# Instructions to follow
When the line containing "repository 2a4ab63ae3a948b5" is found in the data below, copy it and each line after it through the line containing "pub fn from_env()", exactly and with no others.

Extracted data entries
------------------------

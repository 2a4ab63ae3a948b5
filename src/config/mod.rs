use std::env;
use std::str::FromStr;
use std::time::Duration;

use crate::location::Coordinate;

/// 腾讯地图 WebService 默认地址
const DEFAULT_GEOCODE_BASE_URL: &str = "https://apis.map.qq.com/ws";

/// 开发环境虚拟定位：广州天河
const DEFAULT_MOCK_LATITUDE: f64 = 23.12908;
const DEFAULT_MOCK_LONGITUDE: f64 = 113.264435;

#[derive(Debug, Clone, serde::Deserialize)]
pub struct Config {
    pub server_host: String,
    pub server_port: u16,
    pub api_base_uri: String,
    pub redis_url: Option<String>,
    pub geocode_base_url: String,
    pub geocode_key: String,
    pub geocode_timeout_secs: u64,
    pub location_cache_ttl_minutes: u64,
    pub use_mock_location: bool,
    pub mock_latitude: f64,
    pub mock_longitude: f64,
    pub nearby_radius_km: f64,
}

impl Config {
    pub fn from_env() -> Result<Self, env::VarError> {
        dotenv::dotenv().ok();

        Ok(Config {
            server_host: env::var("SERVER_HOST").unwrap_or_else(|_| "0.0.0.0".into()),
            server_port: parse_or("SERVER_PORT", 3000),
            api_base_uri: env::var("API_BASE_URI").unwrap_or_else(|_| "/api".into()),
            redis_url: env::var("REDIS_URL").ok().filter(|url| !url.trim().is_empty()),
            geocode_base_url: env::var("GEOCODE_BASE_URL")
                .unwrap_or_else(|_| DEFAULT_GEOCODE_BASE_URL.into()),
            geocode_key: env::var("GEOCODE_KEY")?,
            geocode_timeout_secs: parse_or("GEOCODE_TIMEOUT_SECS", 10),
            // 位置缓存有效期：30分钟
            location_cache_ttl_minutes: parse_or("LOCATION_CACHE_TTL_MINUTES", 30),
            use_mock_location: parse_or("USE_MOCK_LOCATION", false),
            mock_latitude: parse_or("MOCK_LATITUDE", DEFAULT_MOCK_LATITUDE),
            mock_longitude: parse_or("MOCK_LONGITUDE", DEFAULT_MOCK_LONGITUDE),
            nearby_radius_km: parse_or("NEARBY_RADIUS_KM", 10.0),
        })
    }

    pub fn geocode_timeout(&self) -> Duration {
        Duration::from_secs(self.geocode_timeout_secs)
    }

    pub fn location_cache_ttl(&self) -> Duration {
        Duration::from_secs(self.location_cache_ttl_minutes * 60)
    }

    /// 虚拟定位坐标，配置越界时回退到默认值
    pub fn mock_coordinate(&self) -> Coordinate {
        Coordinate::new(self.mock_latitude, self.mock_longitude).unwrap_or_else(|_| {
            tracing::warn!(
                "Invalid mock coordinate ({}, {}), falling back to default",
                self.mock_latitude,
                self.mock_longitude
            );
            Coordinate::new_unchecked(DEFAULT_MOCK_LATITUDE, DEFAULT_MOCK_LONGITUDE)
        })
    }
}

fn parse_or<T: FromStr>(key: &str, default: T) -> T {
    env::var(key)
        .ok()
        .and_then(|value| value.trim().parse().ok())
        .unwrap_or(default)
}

------------------------

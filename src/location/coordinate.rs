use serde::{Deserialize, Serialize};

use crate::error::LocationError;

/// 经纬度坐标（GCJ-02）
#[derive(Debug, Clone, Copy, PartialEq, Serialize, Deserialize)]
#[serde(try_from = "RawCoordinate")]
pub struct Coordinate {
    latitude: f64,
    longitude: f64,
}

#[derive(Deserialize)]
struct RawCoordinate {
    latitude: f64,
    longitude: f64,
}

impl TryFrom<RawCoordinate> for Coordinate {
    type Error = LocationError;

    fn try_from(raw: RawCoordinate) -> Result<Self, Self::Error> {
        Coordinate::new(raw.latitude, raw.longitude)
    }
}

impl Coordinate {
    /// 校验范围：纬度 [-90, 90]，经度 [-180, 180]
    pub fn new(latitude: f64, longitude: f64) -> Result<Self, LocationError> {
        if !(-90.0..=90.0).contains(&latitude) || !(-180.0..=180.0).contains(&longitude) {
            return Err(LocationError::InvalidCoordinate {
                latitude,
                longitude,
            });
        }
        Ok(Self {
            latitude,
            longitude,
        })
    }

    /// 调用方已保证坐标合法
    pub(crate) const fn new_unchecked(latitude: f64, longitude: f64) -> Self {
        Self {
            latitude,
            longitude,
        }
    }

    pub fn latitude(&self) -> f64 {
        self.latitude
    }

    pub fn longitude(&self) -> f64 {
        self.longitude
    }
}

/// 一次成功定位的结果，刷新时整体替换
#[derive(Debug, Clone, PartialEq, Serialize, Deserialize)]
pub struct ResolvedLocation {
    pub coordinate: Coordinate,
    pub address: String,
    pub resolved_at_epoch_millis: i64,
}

------------------------

# Solution to this exercise
repository 2a4ab63ae3a948b5
filename src/config/mod.rs
use std::env;
use std::str::FromStr;
use std::time::Duration;

use crate::location::Coordinate;

/// 腾讯地图 WebService 默认地址
const DEFAULT_GEOCODE_BASE_URL: &str = "https://apis.map.qq.com/ws";

/// 开发环境虚拟定位：广州天河
const DEFAULT_MOCK_LATITUDE: f64 = 23.12908;
const DEFAULT_MOCK_LONGITUDE: f64 = 113.264435;

#[derive(Debug, Clone, serde::Deserialize)]
pub struct Config {
    pub server_host: String,
    pub server_port: u16,
    pub api_base_uri: String,
    pub redis_url: Option<String>,
    pub geocode_base_url: String,
    pub geocode_key: String,
    pub geocode_timeout_secs: u64,
    pub location_cache_ttl_minutes: u64,
    pub use_mock_location: bool,
    pub mock_latitude: f64,
    pub mock_longitude: f64,
    pub nearby_radius_km: f64,
}

impl Config {
    pub fn from_env() -> Result<Self, env::VarError> {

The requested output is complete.